Stored items from a collection

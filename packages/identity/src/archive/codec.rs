//! PKCS#12 container layout
//!
//! A PFX wraps an authenticated safe: a sequence of content infos, each plain or
//! password-encrypted, holding safe bags. Certificate bags, shrouded key bags
//! and plain key bags are read; other bag types are skipped. Written archives
//! hold one encrypted certificate safe and one shrouded key bag, sealed with an
//! HMAC-SHA256 MAC.

use cms::content_info::{CmsVersion, ContentInfo};
use cms::encrypted_data::EncryptedData;
use cms::enveloped_data::EncryptedContentInfo;
use const_oid::ObjectIdentifier;
use der::asn1::{BmpString, OctetString, SetOfVec};
use der::{Any, AnyRef, Decode, Encode};
use pkcs12::cert_type::CertBag;
use pkcs12::pbe_params::EncryptedPrivateKeyInfo;
use pkcs12::pfx::{Pfx, Version};
use pkcs12::safe_bag::{SafeBag, SafeContents};
use x509_cert::attr::{Attribute, Attributes};
use zeroize::Zeroizing;

use super::pbe::{self, assembly, malformed};
use crate::error::{IdentityError, Result};

const ID_DATA: ObjectIdentifier = ObjectIdentifier::new_unwrap("1.2.840.113549.1.7.1");
const ID_ENCRYPTED_DATA: ObjectIdentifier = ObjectIdentifier::new_unwrap("1.2.840.113549.1.7.6");
const FRIENDLY_NAME: ObjectIdentifier = ObjectIdentifier::new_unwrap("1.2.840.113549.1.9.20");
const LOCAL_KEY_ID: ObjectIdentifier = ObjectIdentifier::new_unwrap("1.2.840.113549.1.9.21");

/// Certificates and keys found in an archive, in archive order
#[derive(Default)]
pub(crate) struct ArchiveContents {
    pub certificates: Vec<CertificateBag>,
    pub keys: Vec<KeyBag>,
}

pub(crate) struct CertificateBag {
    pub der: Vec<u8>,
    pub local_key_id: Option<Vec<u8>>,
}

pub(crate) struct KeyBag {
    pub pkcs8: Zeroizing<Vec<u8>>,
    pub local_key_id: Option<Vec<u8>>,
}

impl ArchiveContents {
    /// Index of the certificate paired with `key`, else the first certificate
    pub fn leaf_for(&self, key: Option<&KeyBag>) -> Option<usize> {
        let paired = key
            .and_then(|key| key.local_key_id.as_ref())
            .and_then(|id| {
                self.certificates
                    .iter()
                    .position(|cert| cert.local_key_id.as_ref() == Some(id))
            });
        paired.or_else(|| (!self.certificates.is_empty()).then_some(0))
    }
}

/// Verify and unpack an archive
pub(crate) fn decode(bytes: &[u8], password: &str) -> Result<ArchiveContents> {
    // Only version 3 decodes
    let pfx = Pfx::from_der(bytes).map_err(malformed)?;
    if pfx.auth_safe.content_type != ID_DATA {
        return Err(IdentityError::unsupported_platform(format!(
            "PKCS#12 public-key integrity mode ({}) is not supported",
            pfx.auth_safe.content_type
        )));
    }

    let auth_safe = octets(&pfx.auth_safe.content)?;
    match &pfx.mac_data {
        Some(mac_data) => pbe::verify_mac(mac_data, password, &auth_safe)?,
        None => tracing::debug!("Archive has no MAC; integrity not verified"),
    }

    let mut contents = ArchiveContents::default();
    for safe in Vec::<ContentInfo>::from_der(&auth_safe).map_err(malformed)? {
        for bag in open_safe(&safe, password)? {
            read_bag(&bag, password, &mut contents)?;
        }
    }
    Ok(contents)
}

/// Seal one certificate and its PKCS#8 key into an archive
pub(crate) fn encode(
    certificate_der: &[u8],
    pkcs8: &[u8],
    password: &str,
    friendly_name: &str,
    local_key_id: &[u8],
) -> Result<Vec<u8>> {
    let attributes = bag_attributes(friendly_name, local_key_id).map_err(assembly)?;

    let cert_bag = CertBag {
        cert_id: pkcs12::PKCS_12_X509_CERT_OID,
        cert_value: OctetString::new(certificate_der).map_err(assembly)?,
    };
    let cert_safe: SafeContents = vec![SafeBag {
        bag_id: pkcs12::PKCS_12_CERT_BAG_OID,
        bag_value: cert_bag.to_der().map_err(assembly)?,
        bag_attributes: Some(attributes.clone()),
    }];
    let (content_enc_alg, ciphertext) =
        pbe::encrypt(&cert_safe.to_der().map_err(assembly)?, password)?;
    let encrypted = EncryptedData {
        version: CmsVersion::V0,
        enc_content_info: EncryptedContentInfo {
            content_type: ID_DATA,
            content_enc_alg,
            encrypted_content: Some(OctetString::new(ciphertext).map_err(assembly)?),
        },
        unprotected_attrs: None,
    };
    let certificates = ContentInfo {
        content_type: ID_ENCRYPTED_DATA,
        content: Any::from_der(&encrypted.to_der().map_err(assembly)?).map_err(assembly)?,
    };

    let (encryption_algorithm, ciphertext) = pbe::encrypt(pkcs8, password)?;
    let shrouded = EncryptedPrivateKeyInfo {
        encryption_algorithm,
        encrypted_data: OctetString::new(ciphertext).map_err(assembly)?,
    };
    let key_safe: SafeContents = vec![SafeBag {
        bag_id: pkcs12::PKCS_12_PKCS8_KEY_BAG_OID,
        bag_value: shrouded.to_der().map_err(assembly)?,
        bag_attributes: Some(attributes),
    }];
    let keys = data_content(key_safe.to_der().map_err(assembly)?)?;

    let auth_safe = vec![certificates, keys].to_der().map_err(assembly)?;
    let mac_data = pbe::compute_mac(&auth_safe, password)?;

    Pfx {
        version: Version::V3,
        auth_safe: data_content(auth_safe)?,
        mac_data: Some(mac_data),
    }
    .to_der()
    .map_err(assembly)
}

fn open_safe(safe: &ContentInfo, password: &str) -> Result<SafeContents> {
    let plaintext = match safe.content_type {
        ID_DATA => Zeroizing::new(octets(&safe.content)?),
        ID_ENCRYPTED_DATA => {
            let encrypted = EncryptedData::from_der(&safe.content.to_der().map_err(malformed)?)
                .map_err(malformed)?;
            let info = &encrypted.enc_content_info;
            match &info.encrypted_content {
                Some(ciphertext) => {
                    pbe::decrypt(&info.content_enc_alg, ciphertext.as_bytes(), password)?
                }
                None => return Ok(Vec::new()),
            }
        }
        other => {
            return Err(IdentityError::unsupported_platform(format!(
                "PKCS#12 safe of content type {other} is not supported"
            )));
        }
    };
    SafeContents::from_der(&plaintext).map_err(malformed)
}

fn read_bag(bag: &SafeBag, password: &str, contents: &mut ArchiveContents) -> Result<()> {
    let local_key_id = local_key_id(bag);
    match bag.bag_id {
        pkcs12::PKCS_12_CERT_BAG_OID => {
            let cert_bag = CertBag::from_der(bag_value(bag)?).map_err(malformed)?;
            if cert_bag.cert_id != pkcs12::PKCS_12_X509_CERT_OID {
                tracing::debug!(cert_type = %cert_bag.cert_id, "Skipping non-X.509 certificate bag");
                return Ok(());
            }
            contents.certificates.push(CertificateBag {
                der: cert_bag.cert_value.into_bytes(),
                local_key_id,
            });
        }
        pkcs12::PKCS_12_PKCS8_KEY_BAG_OID => {
            let shrouded = EncryptedPrivateKeyInfo::from_der(bag_value(bag)?).map_err(malformed)?;
            let pkcs8 = pbe::decrypt(
                &shrouded.encryption_algorithm,
                shrouded.encrypted_data.as_bytes(),
                password,
            )?;
            contents.keys.push(KeyBag { pkcs8, local_key_id });
        }
        pkcs12::PKCS_12_KEY_BAG_OID => {
            contents.keys.push(KeyBag {
                pkcs8: Zeroizing::new(bag_value(bag)?.to_vec()),
                local_key_id,
            });
        }
        other => tracing::debug!(bag_type = %other, "Skipping PKCS#12 bag"),
    }
    Ok(())
}

/// Content of the explicitly tagged `bagValue`
fn bag_value(bag: &SafeBag) -> Result<&[u8]> {
    AnyRef::from_der(&bag.bag_value)
        .map(AnyRef::value)
        .map_err(malformed)
}

fn local_key_id(bag: &SafeBag) -> Option<Vec<u8>> {
    bag.bag_attributes
        .as_ref()?
        .iter()
        .find(|attribute| attribute.oid == LOCAL_KEY_ID)?
        .values
        .iter()
        .next()
        .and_then(|value| value.decode_as::<OctetString>().ok())
        .map(OctetString::into_bytes)
}

fn bag_attributes(friendly_name: &str, local_key_id: &[u8]) -> der::Result<Attributes> {
    let name = Any::from_der(&BmpString::from_utf8(friendly_name)?.to_der()?)?;
    let key_id = Any::from_der(&OctetString::new(local_key_id)?.to_der()?)?;

    let mut attributes = Attributes::new();
    attributes.insert(Attribute {
        oid: FRIENDLY_NAME,
        values: SetOfVec::from_iter([name])?,
    })?;
    attributes.insert(Attribute {
        oid: LOCAL_KEY_ID,
        values: SetOfVec::from_iter([key_id])?,
    })?;
    Ok(attributes)
}

fn octets(content: &Any) -> Result<Vec<u8>> {
    let encoded = content.to_der().map_err(malformed)?;
    Ok(OctetString::from_der(&encoded).map_err(malformed)?.into_bytes())
}

fn data_content(bytes: Vec<u8>) -> Result<ContentInfo> {
    let octets = OctetString::new(bytes).map_err(assembly)?;
    Ok(ContentInfo {
        content_type: ID_DATA,
        content: Any::from_der(&octets.to_der().map_err(assembly)?).map_err(assembly)?,
    })
}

Instructions to follow:
All lines above that contain "CertBag" are required in the answer.

Your solution:
use pkcs12::cert_type::CertBag;
    let cert_bag = CertBag {
            let cert_bag = CertBag::from_der(bag_value(bag)?).map_err(malformed)?;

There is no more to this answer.